Easter Lake Through the Decades
As you can see Easter Lake has undergone a lot of change since 1930. Read more to learn about the exciting history of the creation of Easter Lake and Easter Lake Park.
The Creation of Easter Lake
Until 1967 no one was going to Easter Lake for boating or to fish and that is because historically the Easter Lake Watershed was primarily agricultural land, and before that oak savanna and tall grass prairie. Did you know Easter Lake was also the site of the last operating coal mine in all of Polk County? (Click here for an interactive map of historic coal mines in Iowa).
In 1959 the strip coal mine was closed. This closure opened the doors for discussion of what to do with the land. Initially, it was suggested the site be turned into a landfill. News of this proposed landfill sparked a group of neighborhood leaders to form the South Town Lake and Development Society around 1960 which led the effort to promote the creation of a new park. In 1965, construction of Easter Lake, the dam, and spillway began. In 1967, Easter Lake was officially open.
New Development Threatens Water Quality at Easter Lake
For the City of Des Moines and Polk County, the creation of a new lake and park was an exciting time. The lake offered new recreational activities like boating and fishing on the south side of town. However in addition to being a great spot for recreation, Easter Lake offered an attractive location for new housing developments.
By the early 1990s, housing developments began springing up around Easter Lake at a rapid pace. Much to the dismay of lake users, silt from construction sites was entering Easter Lake at alarming rates.

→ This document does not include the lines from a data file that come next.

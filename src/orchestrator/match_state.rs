//! Match-level bookkeeping that outlives individual rounds.

use serde::{Deserialize, Serialize};

use crate::core::{ActionKind, PlayerId, PlayerMap, TileKind};

/// One tile a seat gave up during the round, and how.
#[derive(Clone, Copy, Debug, PartialEq, Eq, Serialize, Deserialize)]
pub struct DiscardRecord {
    pub kind: TileKind,
    pub action: ActionKind,
}

impl std::fmt::Display for DiscardRecord {
    fn fmt(&self, f: &mut std::fmt::Formatter<'_>) -> std::fmt::Result {
        write!(f, "{}{}", self.kind.label(), self.action.suffix())
    }
}

/// Scores, counters and per-round history of a match.
#[derive(Clone, Debug, PartialEq, Eq, Serialize, Deserialize)]
pub struct MatchState {
    pub players: usize,
    pub scores: PlayerMap<i32>,
    pub target_score: i32,
    /// Rounds completed so far.
    pub round: u32,
    /// Actions applied in the current round.
    pub turn: u32,
    /// Kind of the tile used by the most recent action; `None` after a pass.
    pub last_tile: Option<TileKind>,
    pub discards: PlayerMap<Vec<DiscardRecord>>,
    pub winner: Option<PlayerId>,
}

impl MatchState {
    #[must_use]
    pub fn new(players: usize, target_score: i32) -> Self {
        Self {
            players,
            scores: PlayerMap::with_value(players, 0),
            target_score,
            round: 0,
            turn: 0,
            last_tile: None,
            discards: PlayerMap::with_default(players),
            winner: None,
        }
    }

    /// Note an applied action.
    pub fn record(&mut self, player: PlayerId, action: ActionKind, tile: Option<TileKind>) {
        self.last_tile = tile;
        match tile {
            Some(kind) if action != ActionKind::Pass => {
                self.discards[player].push(DiscardRecord { kind, action });
            }
            _ => {}
        }
        self.turn += 1;
    }

    /// Credit a round win. Returns true when the winner reached the target.
    pub fn award(&mut self, winner: PlayerId, points: i32) -> bool {
        self.scores[winner] = self.scores[winner].saturating_add(points);
        self.round += 1;
        let reached = self.scores[winner] >= self.target_score;
        if reached {
            self.winner = Some(winner);
        }
        reached
    }

    /// Clear per-round history before a new deal.
    pub fn reset_round(&mut self) {
        self.turn = 0;
        self.last_tile = None;
        for history in self.discards.values_mut() {
            history.clear();
        }
    }

    #[must_use]
    pub fn is_over(&self) -> bool {
        self.winner.is_some()
    }

    /// Discard history of `player` as labels, e.g. `["4A", "TB"]`.
    #[must_use]
    pub fn discard_labels(&self, player: PlayerId) -> Vec<String> {
        self.discards[player].iter().map(ToString::to_string).collect()
    }
}

#[cfg(test)]
mod tests {
    use super::*;

    #[test]
    fn test_record_skips_passes() {
        let mut state = MatchState::new(3, 10);
        let p1 = PlayerId::new(1);

        state.record(p1, ActionKind::Attack, Some(TileKind::Num4));
        state.record(p1, ActionKind::Pass, None);
        assert_eq!(state.last_tile, None);
        state.record(p1, ActionKind::BonusReceive, Some(TileKind::Tiger));

        assert_eq!(state.discard_labels(p1), vec!["4A", "TB"]);
        assert_eq!(state.last_tile, Some(TileKind::Tiger));
        assert_eq!(state.turn, 3);
    }

    #[test]
    fn test_award_and_target() {
        let mut state = MatchState::new(2, 5);
        let p0 = PlayerId::new(0);

        assert!(!state.award(p0, 3));
        assert_eq!(state.round, 1);
        assert!(!state.is_over());

        assert!(state.award(p0, 2));
        assert_eq!(state.scores[p0], 5);
        assert_eq!(state.winner, Some(p0));
    }

    #[test]
    fn test_award_saturates_at_max_score() {
        let table = crate::scoring::ScoreTable::parse("1,2,3,4,5,6,7,8: 1\nT: 2147483647\nD: 1").unwrap();
        let mut state = MatchState::new(2, 10);
        let p0 = PlayerId::new(0);

        assert!(!state.award(p0, table.lookup(TileKind::Num3, 0)));
        assert!(state.award(p0, table.lookup(TileKind::Tiger, 0)));

        assert_eq!(state.scores[p0], i32::MAX);
        assert_eq!(state.winner, Some(p0));
    }

    #[test]
    fn test_reset_round_keeps_scores() {
        let mut state = MatchState::new(2, 5);
        let p0 = PlayerId::new(0);
        state.record(p0, ActionKind::Attack, Some(TileKind::Num1));
        state.award(p0, 1);

        state.reset_round();

        assert_eq!(state.turn, 0);
        assert_eq!(state.last_tile, None);
        assert!(state.discards[p0].is_empty());
        assert_eq!(state.scores[p0], 1);
        assert_eq!(state.round, 1);
    }
}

The silt from the nearby construction sites in addition to sediment deposited from stream bank erosion in Yeader Creek and the overall watershed decreased water quality and contributed to an overall 30% reduction of lake volume from 1967 to 2012.
Today most of the Easter Lake Watershed has been urbanized. Urbanization has increased stormwater runoff leading to greater pollution into Easter Lake through sedimentation, pollution from trash, oils, fertilizers and other chemicals that run off roads, parking lots, lawns and other surfaces overall decreasing water quality and recreational use of Easter Lake.
Click the images below to see how the watershed has changed and developed over time.
The good news is however, we can change the fate of Easter Lake. The formation of Easter Lake was led by the community, and it is through community action that we can restore it.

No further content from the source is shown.